Deux militaires hauts gradés à la retraite, l'ancien général Maurice Baril et l'ex-lieutenant général Armand Roy, ont souligné le professionnalisme de cette femme qui a donné sa vie pour la paix. «Renée avait un très grand sens de l'organisation et faisait preuve d'une diplomatie remarquable. Elle a été d'un grand recours en 1991 lors de la mission de l'ONU au Sahara occidental... Elle a aussi vécu de très près les événements du Rwanda», ont-ils mentionné.
Mme Carrier a fait partie de plusieurs missions diplomatiques. Elle avait notamment passé trois ans en Éthiopie et en Érythrée et trois ans au Maroc. «Elle adorait son boulot et travaillait beaucoup. Le 11 septembre 2001, nous étions tous heureux de la savoir en Afrique... Le 12 janvier, nous avons senti un grand moment de douleur», a raconté une amie, Andrée Chabot.

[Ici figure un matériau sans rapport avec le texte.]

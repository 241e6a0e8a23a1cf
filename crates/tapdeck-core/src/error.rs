use thiserror::Error;

/// Result type alias for tapdeck operations.
pub type Result<T> = std::result::Result<T, Error>;

/// Errors shared across the tapdeck crates.
///
/// Device-level failures have their own error type in `tapdeck-reader`;
/// everything else (codec, mappings, launching, configuration) reports
/// through this enum.
#[derive(Debug, Error)]
pub enum Error {
    // Tag / codec errors
    #[error("invalid tag UID: {message}")]
    InvalidUid { message: String },

    #[error("text payload too long: {len} bytes exceeds maximum {max}")]
    PayloadTooLarge { len: usize, max: usize },

    #[error("tag capacity exceeded: message needs {need} bytes, card holds {capacity}")]
    CapacityExceeded { need: usize, capacity: usize },

    #[error("invalid capability container: {message}")]
    InvalidCapabilityContainer { message: String },

    #[error("unsupported card type: {0}")]
    UnsupportedCardType(String),

    // Mappings database errors
    #[error("mappings parse error at line {line}: {message}")]
    MappingsParse { line: usize, message: String },

    #[error("watcher error: {0}")]
    Watcher(String),

    // Launcher errors
    #[error("unknown launch command: {0}")]
    UnknownCommand(String),

    #[error("unknown system: {0}")]
    UnknownSystem(String),

    #[error("no indexed games for system: {0}")]
    EmptyLibrary(String),

    #[error("launch failed: {message}")]
    LaunchFailed { message: String },

    // Service errors
    #[error("service error: {0}")]
    Service(String),

    // Configuration errors
    #[error("configuration error: {0}")]
    Config(String),

    // IO errors
    #[error("IO error: {0}")]
    Io(#[from] std::io::Error),
}

impl Error {
    /// Create a new invalid-UID error.
    pub fn invalid_uid(message: impl Into<String>) -> Self {
        Self::InvalidUid {
            message: message.into(),
        }
    }

    /// Create a new launch-failed error.
    pub fn launch_failed(message: impl Into<String>) -> Self {
        Self::LaunchFailed {
            message: message.into(),
        }
    }

    /// Create a new service error.
    pub fn service(message: impl Into<String>) -> Self {
        Self::Service(message.into())
    }

    /// Create a new configuration error.
    pub fn config(message: impl Into<String>) -> Self {
        Self::Config(message.into())
    }
}

#[cfg(test)]
mod tests {
    use super::*;

    #[test]
    fn test_error_display() {
        let error = Error::invalid_uid("too short");
        assert_eq!(error.to_string(), "invalid tag UID: too short");

        let error = Error::CapacityExceeded {
            need: 900,
            capacity: 720,
        };
        assert_eq!(
            error.to_string(),
            "tag capacity exceeded: message needs 900 bytes, card holds 720"
        );
    }

    #[test]
    fn test_io_error_conversion() {
        let io = std::io::Error::new(std::io::ErrorKind::NotFound, "gone");
        let error: Error = io.into();
        assert!(matches!(error, Error::Io(_)));
    }
}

Bien qu'elle ait mené une grande carrière internationale, Mme Carrier avait conservé des liens très étroits avec ses deux soeurs, Danielle et Andrée, ainsi qu'avec son frère Marc.
Les Carrier ont souligné l'important soutien du personnel de l'ONU, qui a communiqué chaque jour avec la famille à la suite de ces événements. Une lettre de condoléances signée par le Secrétaire général de l'ONU a également été lue devant l'audience. Grande voyageuse, Mme Carrier était domiciliée à New York, près du siège des Nations unies, mais se rendait fréquemment à l'étranger.